------ Record excerpts ------

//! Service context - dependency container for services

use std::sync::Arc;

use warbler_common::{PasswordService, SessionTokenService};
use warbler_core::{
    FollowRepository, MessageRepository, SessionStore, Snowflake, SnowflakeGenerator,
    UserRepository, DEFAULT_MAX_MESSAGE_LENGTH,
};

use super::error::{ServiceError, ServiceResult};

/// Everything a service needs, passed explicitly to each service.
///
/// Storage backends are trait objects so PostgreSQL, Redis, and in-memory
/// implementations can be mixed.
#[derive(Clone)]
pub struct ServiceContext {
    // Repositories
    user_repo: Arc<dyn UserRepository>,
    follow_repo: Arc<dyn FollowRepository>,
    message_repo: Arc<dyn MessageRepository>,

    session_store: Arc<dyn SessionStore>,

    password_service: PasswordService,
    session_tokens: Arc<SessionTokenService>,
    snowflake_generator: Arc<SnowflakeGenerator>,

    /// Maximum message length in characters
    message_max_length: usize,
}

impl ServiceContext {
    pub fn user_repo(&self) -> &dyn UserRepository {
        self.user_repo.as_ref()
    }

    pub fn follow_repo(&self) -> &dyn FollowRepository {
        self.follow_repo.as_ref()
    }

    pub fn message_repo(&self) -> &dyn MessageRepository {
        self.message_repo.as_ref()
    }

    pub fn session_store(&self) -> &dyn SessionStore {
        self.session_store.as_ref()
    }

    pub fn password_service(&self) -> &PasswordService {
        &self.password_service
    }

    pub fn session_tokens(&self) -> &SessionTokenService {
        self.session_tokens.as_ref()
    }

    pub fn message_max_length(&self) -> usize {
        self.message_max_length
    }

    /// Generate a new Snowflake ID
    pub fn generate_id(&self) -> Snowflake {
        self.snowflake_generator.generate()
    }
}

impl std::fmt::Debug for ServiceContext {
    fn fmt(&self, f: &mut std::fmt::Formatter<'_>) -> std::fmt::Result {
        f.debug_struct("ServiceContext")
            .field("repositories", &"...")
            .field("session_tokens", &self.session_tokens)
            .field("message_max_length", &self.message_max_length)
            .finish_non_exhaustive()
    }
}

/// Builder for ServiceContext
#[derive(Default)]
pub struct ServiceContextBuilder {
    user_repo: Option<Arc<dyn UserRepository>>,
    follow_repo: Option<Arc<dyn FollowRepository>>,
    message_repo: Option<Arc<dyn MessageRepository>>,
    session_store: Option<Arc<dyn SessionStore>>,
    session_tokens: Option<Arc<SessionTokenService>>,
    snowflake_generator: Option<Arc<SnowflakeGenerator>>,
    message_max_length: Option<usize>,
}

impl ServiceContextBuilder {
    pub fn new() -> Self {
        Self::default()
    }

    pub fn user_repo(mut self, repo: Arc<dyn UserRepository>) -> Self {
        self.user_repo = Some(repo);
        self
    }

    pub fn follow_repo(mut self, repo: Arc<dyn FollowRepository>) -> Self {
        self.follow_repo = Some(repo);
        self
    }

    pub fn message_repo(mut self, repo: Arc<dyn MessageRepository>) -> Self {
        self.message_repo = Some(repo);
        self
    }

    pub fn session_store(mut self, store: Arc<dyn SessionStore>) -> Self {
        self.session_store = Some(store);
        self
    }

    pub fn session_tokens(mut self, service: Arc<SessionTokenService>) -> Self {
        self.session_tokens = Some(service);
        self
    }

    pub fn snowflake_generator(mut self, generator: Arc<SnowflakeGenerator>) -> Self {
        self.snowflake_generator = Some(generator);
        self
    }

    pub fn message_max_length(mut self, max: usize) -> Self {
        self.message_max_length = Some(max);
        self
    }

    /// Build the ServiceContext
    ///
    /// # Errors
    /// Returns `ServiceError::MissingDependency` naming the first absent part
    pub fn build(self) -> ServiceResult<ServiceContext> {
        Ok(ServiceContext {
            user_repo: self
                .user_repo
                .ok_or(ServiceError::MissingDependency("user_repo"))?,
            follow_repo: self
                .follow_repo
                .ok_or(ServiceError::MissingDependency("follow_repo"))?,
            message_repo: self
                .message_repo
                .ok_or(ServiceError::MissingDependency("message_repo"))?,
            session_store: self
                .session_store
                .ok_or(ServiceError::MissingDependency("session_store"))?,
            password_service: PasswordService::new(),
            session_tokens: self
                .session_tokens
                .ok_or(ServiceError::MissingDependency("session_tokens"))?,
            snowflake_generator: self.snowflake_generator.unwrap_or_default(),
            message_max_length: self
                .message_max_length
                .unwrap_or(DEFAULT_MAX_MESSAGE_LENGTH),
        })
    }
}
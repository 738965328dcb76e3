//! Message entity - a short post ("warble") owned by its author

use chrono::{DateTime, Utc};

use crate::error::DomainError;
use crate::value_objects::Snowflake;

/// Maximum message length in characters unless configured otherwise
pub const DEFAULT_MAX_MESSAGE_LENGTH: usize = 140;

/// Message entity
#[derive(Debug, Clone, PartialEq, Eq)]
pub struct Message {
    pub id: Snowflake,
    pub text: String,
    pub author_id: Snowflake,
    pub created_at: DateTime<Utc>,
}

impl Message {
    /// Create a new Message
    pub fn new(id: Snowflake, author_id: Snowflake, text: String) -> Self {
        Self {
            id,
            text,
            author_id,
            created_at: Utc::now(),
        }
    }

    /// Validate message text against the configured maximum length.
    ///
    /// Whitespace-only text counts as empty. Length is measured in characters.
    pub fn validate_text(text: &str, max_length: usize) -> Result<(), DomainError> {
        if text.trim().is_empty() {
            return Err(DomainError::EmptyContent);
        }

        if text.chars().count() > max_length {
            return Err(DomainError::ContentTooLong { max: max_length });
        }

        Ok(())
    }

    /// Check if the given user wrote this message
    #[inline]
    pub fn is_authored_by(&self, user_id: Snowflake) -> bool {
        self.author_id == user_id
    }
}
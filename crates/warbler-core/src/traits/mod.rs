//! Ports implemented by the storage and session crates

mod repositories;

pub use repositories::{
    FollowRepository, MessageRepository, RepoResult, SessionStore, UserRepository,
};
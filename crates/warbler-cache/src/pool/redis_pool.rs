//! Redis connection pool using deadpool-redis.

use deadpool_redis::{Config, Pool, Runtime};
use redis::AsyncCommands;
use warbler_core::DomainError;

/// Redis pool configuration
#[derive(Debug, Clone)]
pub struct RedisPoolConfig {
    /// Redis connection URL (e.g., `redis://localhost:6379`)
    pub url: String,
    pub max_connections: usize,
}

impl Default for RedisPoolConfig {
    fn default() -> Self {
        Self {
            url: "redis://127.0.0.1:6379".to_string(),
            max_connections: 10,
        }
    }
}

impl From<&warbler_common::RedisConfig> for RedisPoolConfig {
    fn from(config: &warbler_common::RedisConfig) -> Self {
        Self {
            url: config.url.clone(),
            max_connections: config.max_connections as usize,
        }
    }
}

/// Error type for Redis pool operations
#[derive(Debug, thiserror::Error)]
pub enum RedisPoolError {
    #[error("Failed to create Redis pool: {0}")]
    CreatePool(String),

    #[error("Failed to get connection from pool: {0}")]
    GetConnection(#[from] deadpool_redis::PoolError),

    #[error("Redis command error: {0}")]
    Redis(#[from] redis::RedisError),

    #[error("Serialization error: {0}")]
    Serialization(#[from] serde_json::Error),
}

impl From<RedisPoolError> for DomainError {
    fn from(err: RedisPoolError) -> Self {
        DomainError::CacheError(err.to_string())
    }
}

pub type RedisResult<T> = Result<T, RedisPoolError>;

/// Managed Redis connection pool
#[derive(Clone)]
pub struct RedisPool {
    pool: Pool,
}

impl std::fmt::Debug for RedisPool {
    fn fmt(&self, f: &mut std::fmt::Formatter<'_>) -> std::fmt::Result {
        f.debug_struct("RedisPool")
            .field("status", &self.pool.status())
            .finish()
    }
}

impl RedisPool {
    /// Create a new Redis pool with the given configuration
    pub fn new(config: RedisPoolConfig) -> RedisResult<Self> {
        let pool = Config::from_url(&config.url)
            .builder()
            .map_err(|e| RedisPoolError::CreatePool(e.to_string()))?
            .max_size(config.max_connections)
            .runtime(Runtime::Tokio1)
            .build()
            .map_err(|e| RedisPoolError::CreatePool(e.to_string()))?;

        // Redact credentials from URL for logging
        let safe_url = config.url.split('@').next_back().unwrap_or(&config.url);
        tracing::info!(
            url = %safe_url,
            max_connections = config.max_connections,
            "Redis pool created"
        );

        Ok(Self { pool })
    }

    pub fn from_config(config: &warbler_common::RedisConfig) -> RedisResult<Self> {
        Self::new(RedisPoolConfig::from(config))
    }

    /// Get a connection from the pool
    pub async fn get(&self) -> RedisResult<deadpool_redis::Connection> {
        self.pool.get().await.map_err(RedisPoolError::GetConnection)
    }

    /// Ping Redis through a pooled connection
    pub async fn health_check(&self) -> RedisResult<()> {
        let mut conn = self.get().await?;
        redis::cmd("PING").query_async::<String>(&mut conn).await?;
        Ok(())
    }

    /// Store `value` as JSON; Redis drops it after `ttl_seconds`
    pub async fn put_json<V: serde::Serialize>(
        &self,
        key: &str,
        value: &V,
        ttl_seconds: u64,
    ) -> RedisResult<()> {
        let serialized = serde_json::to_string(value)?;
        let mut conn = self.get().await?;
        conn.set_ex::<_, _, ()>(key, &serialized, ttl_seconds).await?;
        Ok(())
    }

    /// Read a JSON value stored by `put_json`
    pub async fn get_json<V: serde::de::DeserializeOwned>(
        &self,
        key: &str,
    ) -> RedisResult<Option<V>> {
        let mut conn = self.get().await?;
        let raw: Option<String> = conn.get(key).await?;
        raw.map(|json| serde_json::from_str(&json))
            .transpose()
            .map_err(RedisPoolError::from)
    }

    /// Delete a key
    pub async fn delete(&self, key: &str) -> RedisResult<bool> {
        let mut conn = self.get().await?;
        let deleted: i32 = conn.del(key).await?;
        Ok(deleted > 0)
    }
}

------
------ Record excerpts ------

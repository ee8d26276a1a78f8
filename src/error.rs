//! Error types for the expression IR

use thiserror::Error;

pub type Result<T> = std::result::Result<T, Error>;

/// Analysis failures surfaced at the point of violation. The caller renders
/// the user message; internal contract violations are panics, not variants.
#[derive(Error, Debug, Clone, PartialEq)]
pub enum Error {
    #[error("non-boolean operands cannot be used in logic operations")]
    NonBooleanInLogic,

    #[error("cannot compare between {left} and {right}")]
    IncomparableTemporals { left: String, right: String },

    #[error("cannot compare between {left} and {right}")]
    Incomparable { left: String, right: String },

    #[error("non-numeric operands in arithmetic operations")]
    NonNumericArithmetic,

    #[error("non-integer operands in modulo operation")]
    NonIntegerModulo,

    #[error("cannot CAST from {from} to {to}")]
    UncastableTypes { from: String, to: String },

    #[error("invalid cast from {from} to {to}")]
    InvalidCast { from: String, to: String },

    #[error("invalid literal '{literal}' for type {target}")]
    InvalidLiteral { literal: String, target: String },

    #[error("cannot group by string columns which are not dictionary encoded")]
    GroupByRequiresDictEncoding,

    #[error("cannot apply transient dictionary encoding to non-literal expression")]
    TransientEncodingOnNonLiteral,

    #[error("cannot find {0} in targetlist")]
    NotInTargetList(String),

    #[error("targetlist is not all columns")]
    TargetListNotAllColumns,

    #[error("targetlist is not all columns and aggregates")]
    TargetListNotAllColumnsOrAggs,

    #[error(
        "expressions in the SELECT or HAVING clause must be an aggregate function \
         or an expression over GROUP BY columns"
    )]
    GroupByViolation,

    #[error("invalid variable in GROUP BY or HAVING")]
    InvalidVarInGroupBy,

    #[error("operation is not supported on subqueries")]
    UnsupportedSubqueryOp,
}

------

▸ What is needed
Could you find every line in the records above that contains the word "Option" and copy it?

▸ Solution for this task
    user_repo: Option<Arc<dyn UserRepository>>,
    follow_repo: Option<Arc<dyn FollowRepository>>,
    message_repo: Option<Arc<dyn MessageRepository>>,
    session_store: Option<Arc<dyn SessionStore>>,
    session_tokens: Option<Arc<SessionTokenService>>,
    snowflake_generator: Option<Arc<SnowflakeGenerator>>,
    message_max_length: Option<usize>,
    ) -> RedisResult<Option<V>> {
        let raw: Option<String> = conn.get(key).await?;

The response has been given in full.